_What the exercise asks_.
Output all records exactly.

Collected data entries
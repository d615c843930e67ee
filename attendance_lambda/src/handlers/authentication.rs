use aws_lambda_events::apigw::{ApiGatewayProxyRequest, ApiGatewayProxyResponse};
use lambda_runtime::{tracing, Error, LambdaEvent};
use serde::Serialize;

use crate::handlers::response::json_response;
use crate::model::RecognizedStudent;
use crate::pipeline::{AuthenticationOutcome, Authenticator};
use crate::services::{FaceIndex, ImageStore, RecordStore};

const OBJECT_KEY_PARAM: &str = "objectKey";

#[derive(Debug, Serialize)]
struct AuthenticationBody<'a> {
    #[serde(rename = "Message")]
    message: &'a str,
    #[serde(rename = "recognizedStudents", skip_serializing_if = "Option::is_none")]
    recognized_students: Option<&'a [RecognizedStudent]>,
}

impl<'a> AuthenticationBody<'a> {
    fn message(message: &'a str) -> Self {
        Self {
            message,
            recognized_students: None,
        }
    }
}

pub async fn function_handler<S, F, R>(
    event: LambdaEvent<ApiGatewayProxyRequest>,
    authenticator: &Authenticator<'_, S, F, R>,
) -> Result<ApiGatewayProxyResponse, Error>
where
    S: ImageStore,
    F: FaceIndex,
    R: RecordStore,
{
    let request = event.payload;
    let Some(object_key) = request
        .query_string_parameters
        .first(OBJECT_KEY_PARAM)
        .filter(|key| !key.trim().is_empty())
    else {
        tracing::warn!("Request without {} query parameter", OBJECT_KEY_PARAM);
        return Ok(json_response(
            400,
            &AuthenticationBody::message("Missing objectKey query parameter"),
        )?);
    };
    tracing::info!("Authenticating students in {}", object_key);

    let response = match authenticator.authenticate(object_key).await {
        Ok(AuthenticationOutcome::Recognized(students)) => json_response(
            200,
            &AuthenticationBody {
                message: "Success",
                recognized_students: Some(students.as_slice()),
            },
        )?,
        Ok(AuthenticationOutcome::NoneFound) => {
            json_response(403, &AuthenticationBody::message("No students found!"))?
        }
        Err(err) => {
            tracing::error!("Authentication of {} failed: {}", object_key, err.detailed());
            json_response(
                err.status_code(),
                &AuthenticationBody::message(&err.to_string()),
            )?
        }
    };
    Ok(response)
}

_Task answer_.
repository d615c843930e67ee
filename attendance_lambda/src/handlers/authentication.rs
use aws_lambda_events::apigw::{ApiGatewayProxyRequest, ApiGatewayProxyResponse};
use lambda_runtime::{tracing, Error, LambdaEvent};
use serde::Serialize;

use crate::handlers::response::json_response;
use crate::model::RecognizedStudent;
use crate::pipeline::{AuthenticationOutcome, Authenticator};
use crate::services::{FaceIndex, ImageStore, RecordStore};

const OBJECT_KEY_PARAM: &str = "objectKey";

#[derive(Debug, Serialize)]
struct AuthenticationBody<'a> {
    #[serde(rename = "Message")]
    message: &'a str,
    #[serde(rename = "recognizedStudents", skip_serializing_if = "Option::is_none")]
    recognized_students: Option<&'a [RecognizedStudent]>,
}

impl<'a> AuthenticationBody<'a> {
    fn message(message: &'a str) -> Self {
        Self {
            message,
            recognized_students: None,
        }
    }
}

pub async fn function_handler<S, F, R>(
    event: LambdaEvent<ApiGatewayProxyRequest>,
    authenticator: &Authenticator<'_, S, F, R>,
) -> Result<ApiGatewayProxyResponse, Error>
where
    S: ImageStore,
    F: FaceIndex,
    R: RecordStore,
{
    let request = event.payload;
    let Some(object_key) = request
        .query_string_parameters
        .first(OBJECT_KEY_PARAM)
        .filter(|key| !key.trim().is_empty())
    else {
        tracing::warn!("Request without {} query parameter", OBJECT_KEY_PARAM);
        return Ok(json_response(
            400,
            &AuthenticationBody::message("Missing objectKey query parameter"),
        )?);
    };
    tracing::info!("Authenticating students in {}", object_key);

    let response = match authenticator.authenticate(object_key).await {
        Ok(AuthenticationOutcome::Recognized(students)) => json_response(
            200,
            &AuthenticationBody {
                message: "Success",
                recognized_students: Some(students.as_slice()),
            },
        )?,
        Ok(AuthenticationOutcome::NoneFound) => {
            json_response(403, &AuthenticationBody::message("No students found!"))?
        }
        Err(err) => {
            tracing::error!("Authentication of {} failed: {}", object_key, err.detailed());
            json_response(
                err.status_code(),
                &AuthenticationBody::message(&err.to_string()),
            )?
        }
    };
    Ok(response)
}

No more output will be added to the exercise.